Independent action of prostaglandins and kinins on vasopressin-stimulated water flow.

The kallikrein-kinin and the prostaglandin systems are both important modifiers of vasopressin action. This study examines whether the systems are dependent on one another for their action. Four groups of toad hemibladders were examined. In groups 1 and 2 animals the endogenous prostaglandin system was inhibited. Inhibition of kallikrein by aprotinin caused vasopressin-stimulated water flow to increase further (24.8 +/- 4.9 to 34.5 +/- 4.8 microliters/min) while potentiation of kinins by captropril caused vasopressin-stimulated water flow to decrease (45 +/- 6.3 to 30.5 +/- 5.4 microliters/min). In groups 3 and 4 endogenous kallikrein was inhibited by aprotinin.
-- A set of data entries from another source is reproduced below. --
use std::{
    fs,
    path::{Path, PathBuf},
};

use anyhow::{Context, Ok, Result};
use glob::Pattern;
use serde::{Deserialize, Serialize};

pub const CONFIG_FILE_NAME: &str = ".i18n-detect.json";

pub const DEFAULT_DOCS_URL: &str = "https://github.com/internetarchive/openlibrary/wiki/Internationalization#internationalization-i18n-developers-guide";

/// Templates that had i18n errors or warnings when the check was introduced.
/// Chip away at these and remove them from the list.
pub const DEFAULT_EXCLUDES: &[&str] = &[
    "openlibrary/templates/design.html",
    "openlibrary/templates/internalerror.html",
    "openlibrary/templates/login.html",
    "openlibrary/templates/permission_denied.html",
    "openlibrary/templates/showmarc.html",
    "openlibrary/templates/status.html",
    "openlibrary/templates/work_search.html",
    "openlibrary/templates/showia.html",
    "openlibrary/templates/about/index.html",
    "openlibrary/templates/account/import.html",
    "openlibrary/templates/account/readinglog_stats.html",
    "openlibrary/templates/account/email/forgot.html",
    "openlibrary/templates/admin/attach_debugger.html",
    "openlibrary/templates/admin/block.html",
    "openlibrary/templates/admin/graphs.html",
    "openlibrary/templates/admin/history.html",
    "openlibrary/templates/admin/imports.html",
    "openlibrary/templates/admin/imports_by_date.html",
    "openlibrary/templates/admin/loans.html",
    "openlibrary/templates/admin/loans_table.html",
    "openlibrary/templates/admin/solr.html",
    "openlibrary/templates/admin/spamwords.html",
    "openlibrary/templates/admin/sponsorship.html",
    "openlibrary/templates/admin/sync.html",
    "openlibrary/templates/admin/inspect/memcache.html",
    "openlibrary/templates/admin/inspect/store.html",
    "openlibrary/templates/admin/ip/index.html",
    "openlibrary/templates/admin/memory/index.html",
    "openlibrary/templates/admin/memory/object.html",
    "openlibrary/templates/admin/people/index.html",
    "openlibrary/templates/admin/people/view.html",
    "openlibrary/templates/books/add.html",
    "openlibrary/templates/books/custom_carousel.html",
    "openlibrary/templates/books/mobile_carousel.html",
    "openlibrary/templates/books/works-show.html",
    "openlibrary/templates/books/edit/edition.html",
    "openlibrary/templates/books/edit/web.html",
    "openlibrary/templates/contact/spam/sent.html",
    "openlibrary/templates/email/case_created.html",
    "openlibrary/templates/home/loans.html",
    "openlibrary/templates/home/popular.html",
    "openlibrary/templates/home/returncart.html",
    "openlibrary/templates/jsdef/LazyAuthorPreview.html",
    "openlibrary/templates/jsdef/LazyWorkPreview.html",
    "openlibrary/templates/languages/index.html",
    "openlibrary/templates/lib/history.html",
    "openlibrary/templates/lib/nav_foot.html",
    "openlibrary/templates/lists/export_as_html.html",
    "openlibrary/templates/lists/feed_updates.html",
    "openlibrary/templates/lists/widget.html",
    "openlibrary/templates/my_books/dropdown_content.html",
    "openlibrary/templates/my_books/primary_action.html",
    "openlibrary/templates/observations/review_component.html",
    "openlibrary/templates/publishers/index.html",
    "openlibrary/templates/publishers/view.html",
    "openlibrary/templates/recentchanges/header.html",
    "openlibrary/templates/recentchanges/render.html",
    "openlibrary/templates/recentchanges/add-book/path.html",
    "openlibrary/templates/recentchanges/default/view.html",
    "openlibrary/templates/recentchanges/edit-book/path.html",
    "openlibrary/templates/recentchanges/merge/comment.html",
    "openlibrary/templates/recentchanges/merge/path.html",
    "openlibrary/templates/recentchanges/undo/view.html",
    "openlibrary/templates/search/snippets.html",
    "openlibrary/templates/site/alert.html",
    "openlibrary/templates/site/stats.html",
    "openlibrary/templates/type/about/view.html",
    "openlibrary/templates/type/author/rdf.html",
    "openlibrary/templates/type/author/view.html",
    "openlibrary/templates/type/edition/view.html",
    "openlibrary/templates/type/language/view.html",
    "openlibrary/templates/type/list/edit.html",
    "openlibrary/templates/type/list/exports.html",
    "openlibrary/templates/type/local_id/view.html",
    "openlibrary/templates/type/page/view.html",
    "openlibrary/templates/type/template/edit.html",
    "openlibrary/templates/type/template/view.html",
    "openlibrary/templates/type/type/view.html",
    "openlibrary/templates/type/work/view.html",
    "openlibrary/macros/FulltextSnippet.html",
    "openlibrary/macros/ManageLoansButtons.html",
    "openlibrary/macros/ManageWaitlistButton.html",
    "openlibrary/macros/QueryCarousel.html",
    "openlibrary/macros/RecentChangesAdmin.html",
    "openlibrary/macros/RecentChangesUsers.html",
    "openlibrary/macros/SearchResults.html",
    "openlibrary/macros/databarWork.html",
    "openlibrary/macros/WorkInfo.html",
    // Need more information to fix.
    "openlibrary/templates/books/edit.html",
    "openlibrary/templates/history/sources.html",
    // Outside the i18n directories.
    "openlibrary/admin/templates/admin/index.html",
    // Rendered as static html.
    "static/offline.html",
    "static/status-500.html",
];

#[derive(Debug, Deserialize, Serialize)]
#[serde(rename_all = "camelCase")]
pub struct Config {
    /// Directories searched for `*.html` when no files are given.
    #[serde(default = "default_directories")]
    pub default_directories: Vec<String>,
    /// Paths (or glob patterns) skipped unless `--no-skip-excluded` is given.
    #[serde(default = "default_excludes")]
    pub excludes: Vec<String>,
    #[serde(default = "default_docs_url")]
    pub docs_url: String,
}

fn default_directories() -> Vec<String> {
    ["openlibrary/templates/", "openlibrary/macros/"]
        .map(String::from)
        .to_vec()
}

fn default_excludes() -> Vec<String> {
    DEFAULT_EXCLUDES.iter().map(|s| s.to_string()).collect()
}

fn default_docs_url() -> String {
    DEFAULT_DOCS_URL.to_string()
}

impl Default for Config {
    fn default() -> Self {
        Self {
            default_directories: default_directories(),
            excludes: default_excludes(),
            docs_url: default_docs_url(),
        }
    }
}

impl Config {
    /// Validate configuration values.
    ///
    /// Returns an error if any pattern in `excludes` is not a valid glob.
    pub fn validate(&self) -> Result<()> {
        for pattern in &self.excludes {
            Pattern::new(pattern)
                .with_context(|| format!("Invalid glob pattern in 'excludes': \"{}\"", pattern))?;
        }

        Ok(())
    }

    /// Compile the exclusion list. Call after [`Config::validate`].
    pub fn exclusion_set(&self) -> Result<ExclusionSet> {
        let patterns = self
            .excludes
            .iter()
            .map(|p| {
                Pattern::new(p)
                    .with_context(|| format!("Invalid glob pattern in 'excludes': \"{}\"", p))
            })
            .collect::<Result<Vec<_>>>()?;
        Ok(ExclusionSet { patterns })
    }
}

/// Files known to have unfixed violations.
#[derive(Debug, Default)]
pub struct ExclusionSet {
    patterns: Vec<Pattern>,
}

impl ExclusionSet {
    /// Whether `path` is on the list. Paths are compared with `/`
    /// separators and without a leading `./`.
    pub fn contains(&self, path: &Path) -> bool {
        let path = normalize(path);
        self.patterns.iter().any(|p| p.matches(&path))
    }
}

fn normalize(path: &Path) -> String {
    let path = path.to_string_lossy().replace('\\', "/");
    match path.strip_prefix("./") {
        Some(rest) => rest.to_string(),
        None => path,
    }
}

pub fn default_config_json() -> Result<String> {
    let config = Config::default();
    serde_json::to_string_pretty(&config).context("Failed to generate default config.")
}

pub fn find_config_file(start_dir: &Path) -> Option<PathBuf> {
    let mut current = start_dir.to_path_buf();

    loop {
        let config_path = current.join(CONFIG_FILE_NAME);
        if config_path.exists() {
            return Some(config_path);
        }
        if current.join(".git").exists() {
            return None;
        }
        if !current.pop() {
            return None;
        }
    }
}

/// Result of loading configuration.
pub struct ConfigLoadResult {
    pub config: Config,
    /// Where the config was read from; `None` when using defaults.
    pub path: Option<PathBuf>,
}

/// Load the config at `path`.
pub fn load_config_file(path: &Path) -> Result<ConfigLoadResult> {
    let content = fs::read_to_string(path)
        .with_context(|| format!("Failed to read config file: {:?}", path))?;
    let config: Config = serde_json::from_str(&content)
        .with_context(|| format!("Failed to parse config file: {:?}", path))?;
    config.validate()?;
    Ok(ConfigLoadResult {
        config,
        path: Some(path.to_path_buf()),
    })
}

/// Discover a config file from `start_dir` upwards, or fall back to defaults.
pub fn load_config(start_dir: &Path) -> Result<ConfigLoadResult> {
    match find_config_file(start_dir) {
        Some(path) => load_config_file(&path),
        None => Ok(ConfigLoadResult {
            config: Config::default(),
            path: None,
        }),
    }
}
The addition of prostaglandin E2 caused vasopressin-stimulated water flow to decrease (17.5 +/- 2.7 to 5.71 +/- 1.0 microliter/min) while the inhibition of endogenous prostaglandins caused vasopressin-stimulated water flow to increase (26.7 +/- 3.4 to 39.2 +/- 3.5 microliters/min). Thus, the inhibitory effects of prostaglandins and kinins on vasopressin-stimulated water flow are independent of one another.